UNEMPLOYMENT INSURANCE - OTHER HEARINGS

In October 27 blog, I posted the following:

"Employee is a union member who is terminated. The union requests an arbitration and has an attorney for employee. In the meanwhile, employee has applied for unemployment insurance benefits and is denied for either misconduct or voluntary separation, etc. A hearing is requested by employee but the hearing is scheduled before the arbitration. Should the employee go ahead with the hearing prior to the arbitration? My initial suggestion would be to adjourn the hearing until the arbitration lawyer is at least consulted with. You would want to make sure with your arbitration attorney that nothing you do or say in the unemployment insurance hearing conflicts with your rights under the pending arbitration - or issues like collateral estoppel, res judicata, etc. But on the other hand, you are not receiving any money. I would like to hear from others on this."
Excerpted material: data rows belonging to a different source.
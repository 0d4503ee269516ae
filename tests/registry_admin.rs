use std::fs;

use sheet_ingest::admin::{self, AdminGate};
use sheet_ingest::config::EngineConfig;
use sheet_ingest::engine::{AppendOptions, Engine, IngestOptions, append_sheet, ingest_workbook};
use sheet_ingest::registry::{
    EMBEDDED_FILES_TABLE, embed_bytes, embed_file, fetch_embedded, list_embedded,
};
use sheet_ingest::remote::{DirectoryArchive, RemoteArchive, publish_file};
use sheet_ingest::store::Store;
use sheet_ingest::types::{Sheet, Value, Workbook};
use sheet_ingest::{ErrorKind, IngestError};

fn two_sheet_workbook() -> Workbook {
    Workbook::new(vec![
        Sheet::with_headers("A", &["x"]).row(vec![Value::from(1i64)]),
        Sheet::with_headers("B", &["y"]).row(vec![Value::from(2i64)]),
    ])
}

#[test]
fn source_files_can_be_embedded_and_read_back() {
    let dir = tempfile::tempdir().unwrap();
    let source = dir.path().join("people.csv");
    fs::copy("tests/fixtures/people.csv", &source).unwrap();

    let store = Store::open_path(dir.path().join("db.sqlite")).unwrap();
    let id = embed_file(&store, &source).unwrap();

    let listed = list_embedded(&store).unwrap();
    assert_eq!(listed.len(), 1);
    assert_eq!(listed[0].file_name, "people.csv");

    let blob = fetch_embedded(&store, id).unwrap().unwrap();
    assert_eq!(blob.bytes, fs::read(&source).unwrap());
    assert!(store.table_names().unwrap().contains(&EMBEDDED_FILES_TABLE.to_string()));
}

#[test]
fn ingest_and_append_never_touch_the_registry() {
    let mut store = Store::open_in_memory().unwrap();
    embed_bytes(&store, "source.xlsx", b"PK").unwrap();

    let workbook = Workbook::new(vec![
        Sheet::with_headers("Files", &["a"]).row(vec![Value::from(1i64)]),
    ]);
    let err = ingest_workbook(&mut store, &workbook, "Embedded", &IngestOptions::default())
        .unwrap_err();
    assert!(matches!(&err, IngestError::NameCollision { name } if name == EMBEDDED_FILES_TABLE));

    let err = append_sheet(
        &mut store,
        "Embedded Files",
        &workbook.sheets[0],
        &AppendOptions::default(),
    )
    .unwrap_err();
    assert_eq!(err.kind(), ErrorKind::NameCollision);

    let listed = list_embedded(&store).unwrap();
    assert_eq!(listed.len(), 1);
    assert_eq!(listed[0].file_name, "source.xlsx");
}

#[test]
fn listing_an_empty_database_does_not_create_the_registry() {
    let dir = tempfile::tempdir().unwrap();
    let engine = Engine::new(EngineConfig::with_database(dir.path().join("db.sqlite")));
    assert!(engine.list_embedded().unwrap().is_empty());
    assert!(engine.fetch_embedded(1).unwrap().is_none());
    assert!(engine.tables().unwrap().is_empty());
}

#[test]
fn drops_require_a_token_from_the_gate() {
    let mut store = Store::open_in_memory().unwrap();
    ingest_workbook(&mut store, &two_sheet_workbook(), "o", &IngestOptions::default()).unwrap();

    let gate = AdminGate::new(Some("letmein".to_string()));
    assert!(matches!(gate.authenticate("nope"), Err(IngestError::Unauthorized)));
    let token = gate.authenticate("letmein").unwrap();

    assert_eq!(admin::drop_table(&mut store, &token, "O A").unwrap(), "o_a");
    assert_eq!(store.table_names().unwrap(), vec!["o_b"]);

    let err = admin::drop_table(&mut store, &token, "o_a").unwrap_err();
    assert_eq!(err.kind(), ErrorKind::NotFound);

    let dropped = admin::drop_all_tables(&mut store, &token).unwrap();
    assert_eq!(dropped, vec!["o_b"]);
    assert!(store.table_names().unwrap().is_empty());
}

#[test]
fn engine_gate_uses_the_configured_secret() {
    let dir = tempfile::tempdir().unwrap();
    let engine = Engine::new(EngineConfig::with_database(dir.path().join("db.sqlite")));
    assert!(engine.admin_gate().authenticate("").is_err());

    let engine = Engine::new(EngineConfig {
        admin_secret: Some("s".to_string()),
        ..EngineConfig::with_database(dir.path().join("db.sqlite"))
    });
    engine.ingest(&two_sheet_workbook(), "o").unwrap();
    let token = engine.admin_gate().authenticate("s").unwrap();
    engine.drop_all_tables(&token).unwrap();
    assert!(engine.tables().unwrap().is_empty());
}

#[test]
fn publishing_refuses_to_overwrite_unless_asked() {
    let dir = tempfile::tempdir().unwrap();
    let remote_dir = dir.path().join("remote");
    fs::create_dir(&remote_dir).unwrap();
    let archive = DirectoryArchive::new(&remote_dir).unwrap();

    let source = dir.path().join("report.xlsx");
    fs::write(&source, b"v1").unwrap();
    let first = publish_file(&archive, &source, None, false).unwrap();
    assert_eq!(first.remote_name, "report.xlsx");
    assert!(!first.replaced);
    assert!(archive.exists("report.xlsx").unwrap());

    fs::write(&source, b"v2").unwrap();
    let err = publish_file(&archive, &source, None, false).unwrap_err();
    assert!(matches!(err, IngestError::NameCollision { ref name } if name == "report.xlsx"));
    assert_eq!(fs::read(remote_dir.join("report.xlsx")).unwrap(), b"v1");

    let second = publish_file(&archive, &source, None, true).unwrap();
    assert!(second.replaced);
    assert_eq!(fs::read(remote_dir.join("report.xlsx")).unwrap(), b"v2");

    let renamed = publish_file(&archive, &source, Some("copy.xlsx"), false).unwrap();
    assert_eq!(renamed.remote_name, "copy.xlsx");
}

#[test]
fn engine_embeds_and_publishes() {
    let dir = tempfile::tempdir().unwrap();
    let engine = Engine::new(EngineConfig::with_database(dir.path().join("db.sqlite")));
    let id = engine.embed_file("tests/fixtures/people.csv").unwrap();
    assert_eq!(engine.fetch_embedded(id).unwrap().unwrap().file_name, "people.csv");
    assert_eq!(engine.list_embedded().unwrap().len(), 1);

    let archive = DirectoryArchive::new(dir.path()).unwrap();
    let report = engine
        .publish(&archive, "tests/fixtures/people.csv", None, false)
        .unwrap();
    assert_eq!(report.remote_name, "people.csv");
}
I did hear from other attorneys from other legal groups but there was no consensus of opinion. The other day, however, I found the following case which I quote in part:

"PELZER v. TRANSEL ELEVATOR, 41 A.D.3d 379, 839 N.Y.S.2d 84[1st Dept 2007]

Because the doctrine of collateral estoppel is applicable to the quasi-judicial determinations of administrative agencies such as the Unemployment Insurance Appeal Board, such determinations become binding in a subsequent legal action for purposes of issue preclusion (Ryan v New York Tel. Co., 62 NY2d 494, 499 [1984]).However,"[s]ince administrative agencies are normally charged with making determinations based on unique, and often times complex,statutes and regulations which apply specifically to them, care must be taken in identifying the precise issue necessarily decided in the first proceeding and comparing it to the issue involved in the second proceeding" (Matter of Engel v Calgon Corp., 114 AD2d 108, 110 [1986], affd 69 NY2d 753 [1987])."

In this case, the issue was whether a finding of employee misconduct could be used in a subsequent negligence action against the employer by the employee, the court holding that a finding of misconduct would not defeat the employee's action for negligence by summary judgment and that the issue of negligence, viz., proximate cause, etc., was not determined in the Unemployment Insurance Hearing.